EXCERPTED DATA:
------------------------------------

//! Durable queue of envelopes not yet fully processed. Not cached, so it
//! works before hydration.

use tracing::debug;

use super::ProtocolStore;
use crate::error::StoreError;
use crate::gateway::{UnprocessedEnvelope, UnprocessedUpdate};

impl ProtocolStore {
    pub async fn unprocessed_count(&self) -> Result<usize, StoreError> {
        self.gateway
            .get_unprocessed_count()
            .await
            .map_err(StoreError::Persistence)
    }

    /// Every queued envelope, oldest first.
    pub async fn all_unprocessed(&self) -> Result<Vec<UnprocessedEnvelope>, StoreError> {
        let mut envelopes = self
            .gateway
            .get_all_unprocessed()
            .await
            .map_err(StoreError::Persistence)?;
        envelopes.sort_by_key(|envelope| envelope.timestamp);
        Ok(envelopes)
    }

    pub async fn unprocessed_by_id(
        &self,
        id: &str,
    ) -> Result<Option<UnprocessedEnvelope>, StoreError> {
        self.gateway
            .get_unprocessed_by_id(id)
            .await
            .map_err(StoreError::Persistence)
    }

    pub async fn add_unprocessed(&self, envelope: &UnprocessedEnvelope) -> Result<(), StoreError> {
        debug!(envelope_id = %envelope.id, "queueing unprocessed envelope");
        self.gateway
            .save_unprocessed(envelope)
            .await
            .map_err(StoreError::Persistence)
    }

    pub async fn add_multiple_unprocessed(
        &self,
        envelopes: &[UnprocessedEnvelope],
    ) -> Result<(), StoreError> {
        debug!(count = envelopes.len(), "queueing unprocessed envelopes");
        self.gateway
            .save_unprocesseds(envelopes)
            .await
            .map_err(StoreError::Persistence)
    }

    pub async fn update_unprocessed_attempts(
        &self,
        id: &str,
        attempts: u32,
    ) -> Result<(), StoreError> {
        self.gateway
            .update_unprocessed_attempts(id, attempts)
            .await
            .map_err(StoreError::Persistence)
    }

    pub async fn update_unprocessed_with_data(
        &self,
        id: &str,
        update: &UnprocessedUpdate,
    ) -> Result<(), StoreError> {
        self.gateway
            .update_unprocessed_with_data(id, update)
            .await
            .map_err(StoreError::Persistence)
    }

    pub async fn remove_unprocessed(&self, id: &str) -> Result<(), StoreError> {
        debug!(envelope_id = id, "removing unprocessed envelope");
        self.gateway
            .remove_unprocessed(id)
            .await
            .map_err(StoreError::Persistence)
    }

    pub async fn remove_all_unprocessed(&self) -> Result<(), StoreError> {
        self.gateway
            .remove_all_unprocessed()
            .await
            .map_err(StoreError::Persistence)
    }
}
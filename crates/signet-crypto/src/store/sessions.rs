//! Session lifecycle. Every write to a device's session runs in that
//! device's queue, and no job waits on another device's queue while it
//! holds its own.

use std::future::Future;
use std::sync::Arc;

use libsignal_protocol::SessionRecord;
use tracing::{debug, info, warn};

use super::{tolerate_removal, ProtocolStore};
use crate::address::NormalizedAddress;
use crate::cache::CacheEntry;
use crate::error::StoreError;
use crate::gateway::SessionRow;
use crate::queue::{Deferred, SessionQueues};
use crate::session::{encode_record, maybe_migrate_session, SESSION_VERSION};

impl ProtocolStore {
    /// The session for `"<identifier>:<deviceId>"`, migrating a legacy row
    /// on first access. The migrated form is cached, not written back.
    pub fn load_session(&self, address: &str) -> Result<Option<Arc<SessionRecord>>, StoreError> {
        let address = self.normalize(address)?;
        self.load_session_by_key(&address.key())
    }

    pub(crate) fn load_session_by_key(
        &self,
        key: &str,
    ) -> Result<Option<Arc<SessionRecord>>, StoreError> {
        let own = self.own()?;
        let max_archived = self.config.max_archived_states;
        self.sessions.with(|sessions| {
            sessions
                .get_mut(key)
                .map(|entry| {
                    entry.hydrate(|row| maybe_migrate_session(row, own.as_ref(), max_archived))
                })
                .transpose()
        })?
    }

    /// Persist `record` in the current format and cache it.
    pub async fn store_session(&self, address: &str, record: SessionRecord) -> Result<(), StoreError> {
        let address = self.normalize(address)?;
        self.in_queue(&address.key(), self.write_session(&address, record))
            .await
    }

    pub(crate) async fn write_session(
        &self,
        address: &NormalizedAddress,
        record: SessionRecord,
    ) -> Result<(), StoreError> {
        self.sessions.with(|_| ())?;

        let row = SessionRow {
            id: address.key(),
            version: Some(SESSION_VERSION),
            conversation_id: address.peer_id.clone(),
            device_id: address.device_id,
            record: encode_record(&record)?,
        };
        self.gateway
            .create_or_update_session(&row)
            .await
            .map_err(StoreError::Persistence)?;
        debug!(session_id = %row.id, "session stored");
        self.sessions.with(|sessions| {
            sessions.insert(row.id.clone(), CacheEntry::hydrated(row, record));
        })
    }

    /// Run `job` in the address's session queue. This is how an encryption
    /// engine performs its load, mutate and store cycle without racing
    /// other work on the same device.
    pub async fn enqueue_session_job<T, F>(&self, address: &str, job: F) -> Result<T, StoreError>
    where
        F: Future<Output = Result<T, StoreError>>,
    {
        let address = self.normalize(address)?;
        self.in_queue(&address.key(), job).await
    }

    /// Run `job` in `key`'s queue, then carry out the work it deferred to
    /// other devices. The job's result is returned even when deferred work
    /// fails; those failures are logged.
    pub(crate) async fn in_queue<T, F>(&self, key: &str, job: F) -> Result<T, StoreError>
    where
        F: Future<Output = Result<T, StoreError>>,
    {
        let completed = self.queues.run(key, job).await;
        for (other, work) in completed.deferred {
            let done = match work {
                Deferred::Archive => self.queues.run(&other, self.archive_in_queue(&other)).await,
                Deferred::Remove => self.queues.run(&other, self.remove_in_queue(&other)).await,
            };
            if let Err(e) = done.result {
                warn!(session_id = %other, ?work, "deferred session work failed: {e}");
            }
        }
        completed.result
    }

    /// Cached device ids under `peer_id`, ascending.
    fn session_devices(&self, peer_id: &str) -> Result<Vec<u32>, StoreError> {
        let mut devices: Vec<u32> = self.sessions.with(|sessions| {
            sessions
                .values()
                .map(CacheEntry::raw)
                .filter(|row| row.conversation_id == peer_id)
                .map(|row| row.device_id)
                .collect()
        })?;
        devices.sort_unstable();
        Ok(devices)
    }

    /// Devices of a peer that have a live (not merely archived) session.
    pub fn get_device_ids(&self, identifier: &str) -> Result<Vec<u32>, StoreError> {
        let peer_id = self.resolve_peer(identifier)?;
        let mut open = Vec::new();
        for device_id in self.session_devices(&peer_id)? {
            let key = NormalizedAddress::new(peer_id.as_str(), device_id).key();
            if let Some(record) = self.load_session_by_key(&key)? {
                if record.has_current_session_state() {
                    open.push(device_id);
                }
            }
        }
        Ok(open)
    }

    // ── Archiving ──────────────────────────────────────────────────────

    pub async fn archive_session(&self, address: &str) -> Result<(), StoreError> {
        let address = self.normalize(address)?;
        self.archive_device(&address).await
    }

    /// Archive every other device of the same peer.
    pub async fn archive_sibling_sessions(&self, address: &str) -> Result<(), StoreError> {
        let address = self.normalize(address)?;
        info!(peer_id = %address.peer_id, device_id = address.device_id, "archiving sibling sessions");
        for device_id in self.session_devices(&address.peer_id)? {
            if device_id != address.device_id {
                self.archive_device(&NormalizedAddress::new(address.peer_id.as_str(), device_id))
                    .await?;
            }
        }
        Ok(())
    }

    pub async fn archive_all_sessions(&self, identifier: &str) -> Result<(), StoreError> {
        let peer_id = self.resolve_peer(identifier)?;
        self.archive_peer_sessions(&peer_id).await
    }

    pub(super) async fn archive_peer_sessions(&self, peer_id: &str) -> Result<(), StoreError> {
        info!(peer_id, "archiving all sessions");
        for device_id in self.session_devices(peer_id)? {
            self.archive_device(&NormalizedAddress::new(peer_id, device_id))
                .await?;
        }
        Ok(())
    }

    /// From inside another device's job this only records the archive; it
    /// runs once that job has released its queue.
    async fn archive_device(&self, address: &NormalizedAddress) -> Result<(), StoreError> {
        let key = address.key();
        if SessionQueues::defer(&key, Deferred::Archive) {
            debug!(session_id = %key, "archive deferred");
            return Ok(());
        }
        self.in_queue(&key, self.archive_in_queue(&key)).await
    }

    /// Caller holds `key`'s queue.
    async fn archive_in_queue(&self, key: &str) -> Result<(), StoreError> {
        let Some(record) = self.load_session_by_key(key)? else {
            return Ok(());
        };
        if !record.has_current_session_state() {
            return Ok(());
        }
        let Some(address) = self.cached_address(key)? else {
            return Ok(());
        };
        let mut archived = SessionRecord::clone(&record);
        archived.archive_current_state()?;
        debug!(session_id = %key, "session archived");
        self.write_session(&address, archived).await
    }

    fn cached_address(&self, key: &str) -> Result<Option<NormalizedAddress>, StoreError> {
        self.sessions.with(|sessions| {
            sessions.get(key).map(|entry| {
                let row = entry.raw();
                NormalizedAddress::new(row.conversation_id.as_str(), row.device_id)
            })
        })
    }

    // ── Removal ────────────────────────────────────────────────────────

    pub async fn remove_session(&self, address: &str) -> Result<(), StoreError> {
        let address = self.normalize(address)?;
        self.remove_device(&address.key()).await
    }

    pub async fn remove_all_sessions(&self, identifier: &str) -> Result<(), StoreError> {
        let peer_id = self.resolve_peer(identifier)?;
        self.remove_peer_sessions(&peer_id).await
    }

    pub(super) async fn remove_peer_sessions(&self, peer_id: &str) -> Result<(), StoreError> {
        for device_id in self.session_devices(peer_id)? {
            self.remove_device(&NormalizedAddress::new(peer_id, device_id).key())
                .await?;
        }
        info!(peer_id, "all sessions of peer removed");
        Ok(())
    }

    pub async fn clear_session_store(&self) -> Result<(), StoreError> {
        let keys: Vec<String> =
            self.sessions.with(|sessions| sessions.keys().cloned().collect())?;
        for key in &keys {
            self.remove_device(key).await?;
        }
        info!(sessions = keys.len(), "session store cleared");
        Ok(())
    }

    async fn remove_device(&self, key: &str) -> Result<(), StoreError> {
        if SessionQueues::defer(key, Deferred::Remove) {
            debug!(session_id = %key, "removal deferred");
            return Ok(());
        }
        self.in_queue(key, self.remove_in_queue(key)).await
    }

    /// Caller holds `key`'s queue.
    async fn remove_in_queue(&self, key: &str) -> Result<(), StoreError> {
        self.sessions.with(|sessions| {
            sessions.remove(key);
        })?;
        tolerate_removal(
            self.gateway.remove_session_by_id(key).await,
            "session",
            key,
        );
        info!(session_id = %key, "session removed");
        Ok(())
    }
}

------------------------------------

TO DO:
Within the material above, how many lines include the string "queueing"? Give only the number.

OUTPUT OF THE TASK:
2